━━ Provided material

//! Exponential backoff for transport retries.
//!
//! A [`RetryBudget`] lives for one transport call. After every failed attempt
//! the transport asks it for a [`RetryDecision`]; the decision depends only on
//! the error, the attempt count and the policy, so it can be tested without a
//! network.

use crate::error::Error;
use rand::Rng;
use std::time::Duration;

/// Retry policy for idempotent transport calls.
#[derive(Debug, Clone, PartialEq, Eq)]
pub struct RetryConfig {
    /// Retries after the initial attempt (so `max_retries + 1` attempts in total).
    pub max_retries: u32,
    /// Delay before the first retry; doubles for every retry after that.
    pub base_delay: Duration,
    /// Upper bound for any single delay.
    pub max_delay: Duration,
    /// Upper bound of the random delay added on top of the backoff.
    pub jitter: Duration,
}

impl Default for RetryConfig {
    fn default() -> Self {
        Self {
            max_retries: 3,
            base_delay: Duration::from_millis(500),
            max_delay: Duration::from_secs(10),
            jitter: Duration::from_millis(250),
        }
    }
}

impl RetryConfig {
    /// A policy that never retries.
    #[must_use]
    pub fn disabled() -> Self {
        Self {
            max_retries: 0,
            ..Self::default()
        }
    }
}

/// Outcome of a retry decision.
#[derive(Debug, Clone, PartialEq, Eq)]
pub enum RetryDecision {
    /// Try again after the given delay.
    Retry {
        /// How long to wait before the next attempt.
        delay: Duration,
    },
    /// Stop and surface the error.
    GiveUp {
        /// Why no further attempt is made.
        reason: String,
    },
}

/// Attempt bookkeeping for a single transport call.
#[derive(Debug, Clone)]
pub struct RetryBudget {
    policy: RetryConfig,
    failures: u32,
}

impl RetryBudget {
    /// Creates a fresh budget.
    #[must_use]
    pub fn new(policy: RetryConfig) -> Self {
        Self {
            policy,
            failures: 0,
        }
    }

    /// Number of failed attempts recorded so far.
    #[must_use]
    pub fn failures(&self) -> u32 {
        self.failures
    }

    /// Records a failed attempt and decides whether to try again.
    pub fn record_failure(&mut self, error: &Error) -> RetryDecision {
        let jitter = random_jitter(self.policy.jitter);
        self.record_failure_with_jitter(error, jitter)
    }

    /// Same as [`record_failure`](Self::record_failure) with a caller-chosen jitter.
    pub fn record_failure_with_jitter(&mut self, error: &Error, jitter: Duration) -> RetryDecision {
        self.failures += 1;

        if !error.is_retryable() {
            return RetryDecision::GiveUp {
                reason: format!("non-retryable error: {error}"),
            };
        }

        if self.failures > self.policy.max_retries {
            return RetryDecision::GiveUp {
                reason: format!("retry budget of {} exhausted", self.policy.max_retries),
            };
        }

        let mut delay = self.backoff(self.failures - 1, jitter);
        if let Error::HttpStatus {
            retry_after: Some(retry_after),
            ..
        } = error
        {
            delay = delay.max(*retry_after).min(self.policy.max_delay);
        }

        RetryDecision::Retry { delay }
    }

    /// Delay before retry number `retry` (0-based): `base * 2^retry + jitter`,
    /// capped at the policy's maximum.
    #[must_use]
    pub fn backoff(&self, retry: u32, jitter: Duration) -> Duration {
        let multiplier = 2_u32.saturating_pow(retry.min(20));
        let exponential = self.policy.base_delay.saturating_mul(multiplier);
        exponential
            .saturating_add(jitter)
            .min(self.policy.max_delay)
    }
}

fn random_jitter(max: Duration) -> Duration {
    let max_ms = u64::try_from(max.as_millis()).unwrap_or(u64::MAX);
    if max_ms == 0 {
        return Duration::ZERO;
    }
    Duration::from_millis(rand::rng().random_range(0..=max_ms))
}
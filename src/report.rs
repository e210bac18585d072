//! JSON records of wait outcomes for tool-routing callers.
//!
//! A report carries `matched` and `elapsed_seconds`, plus the match data or
//! an `error: {kind, message}` object. It never contains a backtrace.

use crate::item::{CapturedItem, Payload};
use crate::parser::EmailMatch;
use crate::poller::WaitResult;
use serde::Serialize;
use serde_json::{json, Map, Value};
use std::time::Duration;

const UNKNOWN: &str = "Unknown";

/// Serializable summary of a [`WaitResult`].
///
/// # Example
///
/// ```
/// use webhook_sync::{CapturedItem, WaitReport, WaitResult};
/// use std::time::Duration;
///
/// let result: WaitResult<CapturedItem> = WaitResult::TimedOut {
///     elapsed: Duration::from_millis(30_004),
/// };
/// let report = WaitReport::from_request(&result);
///
/// assert!(!report.matched);
/// assert_eq!(
///     report.to_json(),
///     serde_json::json!({ "matched": false, "elapsed_seconds": 30.004 })
/// );
/// ```
#[derive(Debug, Clone, PartialEq, Serialize)]
pub struct WaitReport {
    /// Whether a new item arrived in time.
    pub matched: bool,
    /// Seconds spent waiting, millisecond resolution.
    pub elapsed_seconds: f64,
    /// Match data or error details.
    #[serde(flatten)]
    pub fields: Map<String, Value>,
}

impl WaitReport {
    /// Reports the outcome of a request wait.
    #[must_use]
    pub fn from_request(result: &WaitResult<CapturedItem>) -> Self {
        Self::build(result, |item| {
            let mut fields = Map::new();
            fields.insert("request".into(), request_fields(item));
            fields
        })
    }

    /// Reports the outcome of an email wait.
    #[must_use]
    pub fn from_email(result: &WaitResult<EmailMatch>) -> Self {
        Self::build(result, email_fields)
    }

    /// The report as a JSON object.
    #[must_use]
    pub fn to_json(&self) -> Value {
        let mut object = Map::new();
        object.insert("matched".into(), Value::Bool(self.matched));
        object.insert("elapsed_seconds".into(), json!(self.elapsed_seconds));
        object.extend(self.fields.clone());
        Value::Object(object)
    }

    fn build<T>(result: &WaitResult<T>, matched_fields: impl FnOnce(&T) -> Map<String, Value>) -> Self {
        let fields = match result {
            WaitResult::Matched { item, .. } => matched_fields(item),
            WaitResult::TimedOut { .. } => Map::new(),
            WaitResult::TransportError { error, .. } => {
                let mut fields = Map::new();
                fields.insert(
                    "error".into(),
                    json!({ "kind": error.kind(), "message": error.detailed_message() }),
                );
                fields
            }
        };

        Self {
            matched: result.is_matched(),
            elapsed_seconds: seconds(result.elapsed()),
            fields,
        }
    }
}

impl std::fmt::Display for WaitReport {
    fn fmt(&self, f: &mut std::fmt::Formatter<'_>) -> std::fmt::Result {
        let text = serde_json::to_string_pretty(&self.to_json()).map_err(|_| std::fmt::Error)?;
        f.write_str(&text)
    }
}

fn seconds(elapsed: Duration) -> f64 {
    (elapsed.as_secs_f64() * 1000.0).round() / 1000.0
}

fn request_fields(item: &CapturedItem) -> Value {
    let (method, url, ip, query) = match &item.payload {
        Payload::Http {
            method,
            url,
            query,
            ip,
        } => (Some(method.as_str()), url.as_deref(), ip.as_deref(), json!(query)),
        Payload::Dns { ip, .. } => (None, None, ip.as_deref(), json!({})),
        Payload::Email { .. } | Payload::Other => (None, None, None, json!({})),
    };

    json!({
        "id": item.id,
        "type": item.kind,
        "method": method,
        "url": url,
        "ip": ip,
        "headers": item.headers,
        "query": query,
        "content": item.content,
        "created_at": item.created_at.to_rfc3339(),
    })
}

fn email_fields(email: &EmailMatch) -> Map<String, Value> {
    let mut fields = Map::new();
    fields.insert(
        "subject".into(),
        json!(email.subject.as_deref().unwrap_or(UNKNOWN)),
    );
    fields.insert("from".into(), json!(email.from.as_deref().unwrap_or(UNKNOWN)));
    fields.insert("links_found".into(), json!(email.links));
    fields.insert("auth_links".into(), json!(email.auth_links));
    fields.insert("email_id".into(), json!(email.item.id));
    fields.insert("text_content".into(), json!(email.text));
    fields
}
impl WebhookClient {
    /// Creates a client from a validated configuration.
    ///
    /// No request is sent until a method is called.
    ///
    /// # Errors
    ///
    /// Returns [`Error::BuildClient`](crate::Error::BuildClient) if the HTTP
    /// client cannot be built, or [`Error::InvalidConfig`](crate::Error::InvalidConfig)
    /// for an unusable proxy.
    #[instrument(
        name = "WebhookClient::new",
        skip_all,
        fields(
            base_url = %config.base_url(),
            proxy_enabled = config.proxy.is_some(),
            api_key_set = config.api_key().is_some()
        )
    )]
    pub fn new(config: ClientConfig) -> Result<Self> {
        let transport = Transport::new(&config)?;
        debug!("Client ready");

        Ok(Self {
            transport,
            config: Arc::new(config),
        })
    }

    /// Creates a client configured from the environment.
    ///
    /// See [`ClientConfig::from_env`].
    ///
    /// # Errors
    ///
    /// Returns an error if the configuration is invalid or the HTTP client
    /// cannot be built.
    pub fn from_env() -> Result<Self> {
        Self::new(ClientConfig::from_env()?)
    }

    /// Returns the configuration of this client.
    #[must_use]
    pub fn config(&self) -> &ClientConfig {
        &self.config
    }

    /// Returns the underlying transport, for calls this client does not wrap.
    #[must_use]
    pub fn transport(&self) -> &Transport {
        &self.transport
    }

    /// Returns the addresses through which `token` captures traffic.
    #[must_use]
    pub fn addresses(&self, token: &Token, alias: Option<&str>) -> TokenAddresses {
        self.config.hosts.addresses(token, alias)
    }

    /// Payload generator calling back to `token` on the configured hosts.
    #[must_use]
    pub fn payloads<'a>(&'a self, token: &'a Token) -> Payloads<'a> {
        Payloads::new(&self.config.hosts, token)
    }

    /// Wait options using the configured request timeout.
    #[must_use]
    pub fn request_wait_options(&self) -> WaitOptions {
        WaitOptions::new(self.config.polling.request_timeout)
    }

    /// Wait options using the configured email timeout.
    #[must_use]
    pub fn email_wait_options(&self) -> WaitOptions {
        WaitOptions::new(self.config.polling.email_timeout)
    }

    // ─────────────────────────────────────────────────────────────────────────
    // Waiting
    // ─────────────────────────────────────────────────────────────────────────

    /// Waits for an item to arrive at `token` after this call begins.
    ///
    /// Items already present are never reported. With a kind filter set in
    /// `options`, only new items of that kind end the wait.
    ///
    /// # Errors
    ///
    /// Returns [`Error::InvalidToken`](crate::Error::InvalidToken) or
    /// [`Error::InvalidTimeout`](crate::Error::InvalidTimeout) before any
    /// network call. Every other outcome, including an unreachable service, is
    /// reported through the returned [`WaitResult`].
    #[instrument(
        name = "WebhookClient::wait_for_request",
        skip_all,
        fields(
            token = %token.as_ref(),
            timeout_secs = options.timeout().as_secs(),
            kind = ?options.kind_filter()
        )
    )]
    pub async fn wait_for_request(
        &self,
        token: impl AsRef<str>,
        options: WaitOptions,
    ) -> Result<WaitResult<CapturedItem>> {
        let token = Token::parse(token.as_ref())?;
        options.validate()?;

        let mut query = ListQuery::new(self.config.polling.page_size);
        if let Some(kind) = options.kind_filter() {
            query = query.kind(kind);
        }
        let source = TokenItems::new(&self.transport, &token, query);
        let settings = options.settings(self.poll_settings());

        let timeout = options.timeout();
        Ok(waiter::wait_for_request(&source, options.kind_filter(), timeout, &settings).await)
    }

    /// Waits for an email to arrive at `{token}@email.webhook.site` after this
    /// call begins, and extracts its links.
    ///
    /// Web and DNS items arriving meanwhile are ignored. The kind filter of
    /// `options` is ignored.
    ///
    /// # Errors
    ///
    /// Same as [`wait_for_request`](Self::wait_for_request).
    #[instrument(
        name = "WebhookClient::wait_for_email",
        skip_all,
        fields(token = %token.as_ref(), timeout_secs = options.timeout().as_secs())
    )]
    pub async fn wait_for_email(
        &self,
        token: impl AsRef<str>,
        options: WaitOptions,
    ) -> Result<WaitResult<EmailMatch>> {
        let token = Token::parse(token.as_ref())?;
        options.validate()?;

        let query = ListQuery::new(self.config.polling.page_size).kind(ItemKind::Email);
        let source = TokenItems::new(&self.transport, &token, query);
        let settings = options.settings(self.poll_settings());

        Ok(waiter::wait_for_email(&source, options.timeout(), &settings).await)
    }

    // ─────────────────────────────────────────────────────────────────────────
    // Tokens
    // ─────────────────────────────────────────────────────────────────────────

    /// Creates a token.
    ///
    /// The request is sent once, never retried.
    ///
    /// # Errors
    ///
    /// Returns [`Error::InvalidTokenSettings`](crate::Error::InvalidTokenSettings)
    /// before any network call, or a transport error.
    pub async fn create_token(&self, settings: &TokenSettings) -> Result<TokenInfo> {
        api::create_token(&self.transport, settings).await
    }

    /// Replaces the settings of a token.
    ///
    /// # Errors
    ///
    /// Returns a validation error before any network call, or a transport error.
    pub async fn update_token(
        &self,
        token: impl AsRef<str>,
        settings: &TokenSettings,
    ) -> Result<TokenInfo> {
        let token = Token::parse(token.as_ref())?;
        api::update_token(&self.transport, &token, settings).await
    }

    /// Reads the metadata of a token.
    ///
    /// # Errors
    ///
    /// Returns a validation error before any network call, or a transport error.
    pub async fn token_info(&self, token: impl AsRef<str>) -> Result<TokenInfo> {
        let token = Token::parse(token.as_ref())?;
        api::token_info(&self.transport, &token).await
    }

    /// Deletes a token and everything it captured.
    ///
    /// # Errors
    ///
    /// Returns a validation error before any network call, or a transport error.
    pub async fn delete_token(&self, token: impl AsRef<str>) -> Result<()> {
        let token = Token::parse(token.as_ref())?;
        api::delete_token(&self.transport, &token).await
    }

    // ─────────────────────────────────────────────────────────────────────────
    // Captured items
    // ─────────────────────────────────────────────────────────────────────────

    /// Lists captured items.
    ///
    /// An empty list is a success.
    ///
    /// # Errors
    ///
    /// Returns a validation error before any network call, or a transport error.
    pub async fn list_items(
        &self,
        token: impl AsRef<str>,
        query: &ListQuery,
    ) -> Result<Vec<CapturedItem>> {
        let token = Token::parse(token.as_ref())?;
        api::list_items(&self.transport, &token, query).await
    }

    /// Fetches the newest captured item, optionally of one kind.
    ///
    /// # Errors
    ///
    /// Returns a validation error before any network call, or a transport error.
    pub async fn latest_item(
        &self,
        token: impl AsRef<str>,
        kind: Option<ItemKind>,
    ) -> Result<Option<CapturedItem>> {
        let token = Token::parse(token.as_ref())?;
        api::latest_item(&self.transport, &token, kind).await
    }

    /// Fetches one captured item.
    ///
    /// # Errors
    ///
    /// Returns a validation error for a malformed token or item id, or a
    /// transport error (HTTP 404 for an unknown item).
    pub async fn get_item(&self, token: impl AsRef<str>, item_id: &str) -> Result<CapturedItem> {
        let token = Token::parse(token.as_ref())?;
        api::get_item(&self.transport, &token, item_id).await
    }

    /// Deletes one captured item.
    ///
    /// # Errors
    ///
    /// Returns a validation error for a malformed token or item id, or a
    /// transport error.
    pub async fn delete_item(&self, token: impl AsRef<str>, item_id: &str) -> Result<()> {
        let token = Token::parse(token.as_ref())?;
        api::delete_item(&self.transport, &token, item_id).await
    }

    /// Deletes every captured item matching `filter`; the default filter
    /// deletes them all.
    ///
    /// # Errors
    ///
    /// Returns a validation error before any network call, or a transport error.
    pub async fn delete_items(&self, token: impl AsRef<str>, filter: &DeleteFilter) -> Result<()> {
        let token = Token::parse(token.as_ref())?;
        api::delete_items(&self.transport, &token, filter).await
    }

    /// Posts `data` as JSON, plus `headers`, to the token's capture URL.
    ///
    /// The request is captured like any other; it is sent once, never
    /// retried.
    ///
    /// # Errors
    ///
    /// Returns [`Error::InvalidHeader`](crate::Error::InvalidHeader) or a
    /// token validation error before any network call, or a transport error.
    pub async fn send_to_token(
        &self,
        token: impl AsRef<str>,
        data: &Value,
        headers: &[(&str, &str)],
    ) -> Result<SendReceipt> {
        let token = Token::parse(token.as_ref())?;
        api::send_to_token(&self.transport, &token, data, headers).await
    }

    // ─────────────────────────────────────────────────────────────────────────
    // Inspection
    // ─────────────────────────────────────────────────────────────────────────

    /// Extracts and groups the links in one captured item, or in the newest
    /// one when `item_id` is `None`.
    ///
    /// Bare `www.` hosts count as links. With `filter_domain`, only links
    /// containing it are kept. Returns `Ok(None)` if nothing was captured.
    ///
    /// # Errors
    ///
    /// Returns a validation error for a malformed token or item id, or a
    /// transport error.
    pub async fn extract_links_from_request(
        &self,
        token: impl AsRef<str>,
        item_id: Option<&str>,
        filter_domain: Option<&str>,
    ) -> Result<Option<RequestLinks>> {
        let token = Token::parse(token.as_ref())?;
        api::extract_links(&self.transport, &token, item_id, filter_domain).await
    }

    /// Summarizes the traffic captured within the last `since` (1 minute
    /// ..= 7 days), optionally only items mentioning `identifier`.
    ///
    /// # Errors
    ///
    /// Returns a validation error before any network call, or a transport error.
    pub async fn check_for_callbacks(
        &self,
        token: impl AsRef<str>,
        since: Duration,
        identifier: Option<&str>,
    ) -> Result<CallbackReport> {
        let token = Token::parse(token.as_ref())?;
        api::check_for_callbacks(&self.transport, &token, since, identifier).await
    }

    fn poll_settings(&self) -> PollSettings {
        PollSettings::from(&self.config.polling)
    }
}
//! # webhook-sync
//!
//! Async client for [webhook.site](https://webhook.site) style capture services:
//! create disposable endpoints, then wait for the HTTP requests, emails and DNS
//! lookups they receive.
//!
//! This crate provides a high-level, async API for:
//! - Creating and managing capture tokens (optionally through a SOCKS5 proxy)
//! - Waiting for a new request to arrive at a token
//! - Waiting for a new email and extracting the links in it
//! - Listing, fetching and deleting captured items
//! - Summarizing out-of-band callbacks and generating payloads that trigger them
//!
//! Every HTTP call goes through a pooled [`Transport`](transport::Transport)
//! that retries transient failures of idempotent calls with exponential
//! backoff.
//!
//! ## Quick Start
//!
//! ```no_run
//! use webhook_sync::{ClientConfig, TokenSettings, WaitReport, WebhookClient};
//!
//! # async fn example() -> webhook_sync::Result<()> {
//! let client = WebhookClient::new(ClientConfig::builder().build()?)?;
//!
//! // Create a disposable endpoint
//! let token = client.create_token(&TokenSettings::new().default_status(204)).await?;
//! println!("POST something to {}", client.addresses(&token.uuid, None).url);
//!
//! // Wait up to the configured 60 seconds for it
//! let result = client
//!     .wait_for_request(&token.uuid, client.request_wait_options())
//!     .await?;
//! println!("{}", WaitReport::from_request(&result));
//!
//! client.delete_token(&token.uuid).await?;
//! # Ok(())
//! # }
//! ```
//!
//! ## Waiting for an Email
//!
//! ```no_run
//! use webhook_sync::{WaitOptions, WaitResult, WebhookClient};
//! use std::time::Duration;
//!
//! # async fn example(client: WebhookClient, token: &str) -> webhook_sync::Result<()> {
//! let options = WaitOptions::new(Duration::from_secs(120)).interval(Duration::from_secs(5));
//!
//! if let WaitResult::Matched { item, .. } = client.wait_for_email(token, options).await? {
//!     println!("subject: {:?}", item.subject);
//!     for link in &item.auth_links {
//!         println!("verification link: {link}");
//!     }
//! }
//! # Ok(())
//! # }
//! ```
//!
//! ## Link Extraction
//!
//! ```
//! use webhook_sync::links::{auth_links, extract_links};
//!
//! let links = extract_links("Reset at https://example.com/reset?t=1, or see https://example.com.");
//! assert_eq!(links, vec!["https://example.com/reset?t=1", "https://example.com"]);
//! assert_eq!(auth_links(&links), vec!["https://example.com/reset?t=1"]);
//! ```
//!
//! ## Callback Detection
//!
//! ```no_run
//! use webhook_sync::payloads::SsrfOptions;
//! use webhook_sync::{Token, WebhookClient};
//! use std::time::Duration;
//!
//! # async fn example(client: WebhookClient, token: Token) -> webhook_sync::Result<()> {
//! let ssrf = client.payloads(&token).ssrf(&SsrfOptions::new().identifier("avatar-url"))?;
//! println!("inject: {}", ssrf.payloads["https_url"]);
//!
//! let report = client
//!     .check_for_callbacks(&token, Duration::from_secs(600), Some("avatar-url"))
//!     .await?;
//! println!("{} callbacks, {} DNS", report.total_callbacks, report.by_kind.dns);
//! # Ok(())
//! # }
//! ```
//!
//! ## Error Handling
//!
//! A wait that runs out of time is not an error: it is
//! [`WaitResult::TimedOut`]. Likewise, a service that stays unreachable ends
//! the wait with [`WaitResult::TransportError`]. The `Err` side of the wait
//! methods only carries validation errors raised before any network call.
//!
//! Use [`Error::is_retryable`] to tell transient failures from permanent ones:
//!
//! ```
//! use webhook_sync::Error;
//!
//! fn handle_error(error: &Error) {
//!     if error.is_retryable() {
//!         println!("Transient error, can retry: {}", error);
//!     } else {
//!         println!("Permanent error: {}", error);
//!     }
//! }
//! ```
//!
//! ## Observability
//!
//! The crate uses `tracing` for instrumentation. All major operations emit spans with
//! structured fields. No subscriber is installed by the crate.
//!
//! ### Span Naming Convention
//!
//! - `WebhookClient::new` - Client construction
//! - `WebhookClient::wait_for_request` - Waiting for a request
//! - `WebhookClient::wait_for_email` - Waiting for an email
//! - `waiter::wait_for_request` / `waiter::wait_for_email` - Baseline and polling
//! - `poller::poll_until` - The poll loop
//! - `Transport::call` - One API call, including retries
//! - `api::*` - Remote API operations
//!
//! ### Standard Fields
//!
//! - `token` - Token the operation targets
//! - `method` / `path` - HTTP method and API path
//! - `attempt` - Poll or retry attempt number
//! - `timeout_secs` - Wait budget
//! - `matcher` - Matcher description
//! - `item_id` - Captured item identifier

#![warn(missing_docs)]
#![warn(clippy::all)]
#![warn(clippy::pedantic)]
#![allow(clippy::module_name_repetitions)]

// Public modules
pub mod config;
pub mod endpoints;
pub mod error;
pub mod links;
pub mod matcher;
pub mod payloads;
pub mod poller;
pub mod proxy;
pub mod retry;
pub mod transport;
pub mod waiter;

// Internal modules
mod api;
mod client;
mod inspect;
mod item;
mod parser;
mod report;
mod token;

// Re-exports for ergonomic API
pub use api::{DeleteFilter, ListQuery, SendReceipt, Sorting, TokenInfo, TokenSettings};
pub use client::WebhookClient;
pub use config::{ClientConfig, ClientConfigBuilder, PollingConfig, TimeoutConfig};
pub use email_address::EmailAddress;
pub use endpoints::{ServiceHosts, TokenAddresses};
pub use error::{Error, ErrorCategory, Result};
pub use inspect::{CallbackReport, CallbackSummary, KindCounts, RequestLinks};
pub use item::{CapturedItem, ItemKind, Payload};
pub use links::LinkSummary;
pub use parser::EmailMatch;
pub use poller::WaitResult;
pub use proxy::{ProxyAuth, Socks5Proxy};
pub use report::WaitReport;
pub use retry::RetryConfig;
pub use token::Token;
pub use waiter::WaitOptions;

━━━━

**Your goal**
Return, word for word, every line from the top of the entries down to the line that holds "to try again.", both included.

**Completed exercise**
//! Exponential backoff for transport retries.
//!
//! A [`RetryBudget`] lives for one transport call. After every failed attempt
//! the transport asks it for a [`RetryDecision`]; the decision depends only on
//! the error, the attempt count and the policy, so it can be tested without a
//! network.

use crate::error::Error;
use rand::Rng;
use std::time::Duration;

/// Retry policy for idempotent transport calls.
#[derive(Debug, Clone, PartialEq, Eq)]
pub struct RetryConfig {
    /// Retries after the initial attempt (so `max_retries + 1` attempts in total).
    pub max_retries: u32,
    /// Delay before the first retry; doubles for every retry after that.
    pub base_delay: Duration,
    /// Upper bound for any single delay.
    pub max_delay: Duration,
    /// Upper bound of the random delay added on top of the backoff.
    pub jitter: Duration,
}

impl Default for RetryConfig {
    fn default() -> Self {
        Self {
            max_retries: 3,
            base_delay: Duration::from_millis(500),
            max_delay: Duration::from_secs(10),
            jitter: Duration::from_millis(250),
        }
    }
}

impl RetryConfig {
    /// A policy that never retries.
    #[must_use]
    pub fn disabled() -> Self {
        Self {
            max_retries: 0,
            ..Self::default()
        }
    }
}

/// Outcome of a retry decision.
#[derive(Debug, Clone, PartialEq, Eq)]
pub enum RetryDecision {
    /// Try again after the given delay.
    Retry {
        /// How long to wait before the next attempt.
        delay: Duration,
    },
    /// Stop and surface the error.
    GiveUp {
        /// Why no further attempt is made.
        reason: String,
    },
}

/// Attempt bookkeeping for a single transport call.
#[derive(Debug, Clone)]
pub struct RetryBudget {
    policy: RetryConfig,
    failures: u32,
}

impl RetryBudget {
    /// Creates a fresh budget.
    #[must_use]
    pub fn new(policy: RetryConfig) -> Self {
        Self {
            policy,
            failures: 0,
        }
    }

    /// Number of failed attempts recorded so far.
    #[must_use]
    pub fn failures(&self) -> u32 {
        self.failures
    }

    /// Records a failed attempt and decides whether to try again.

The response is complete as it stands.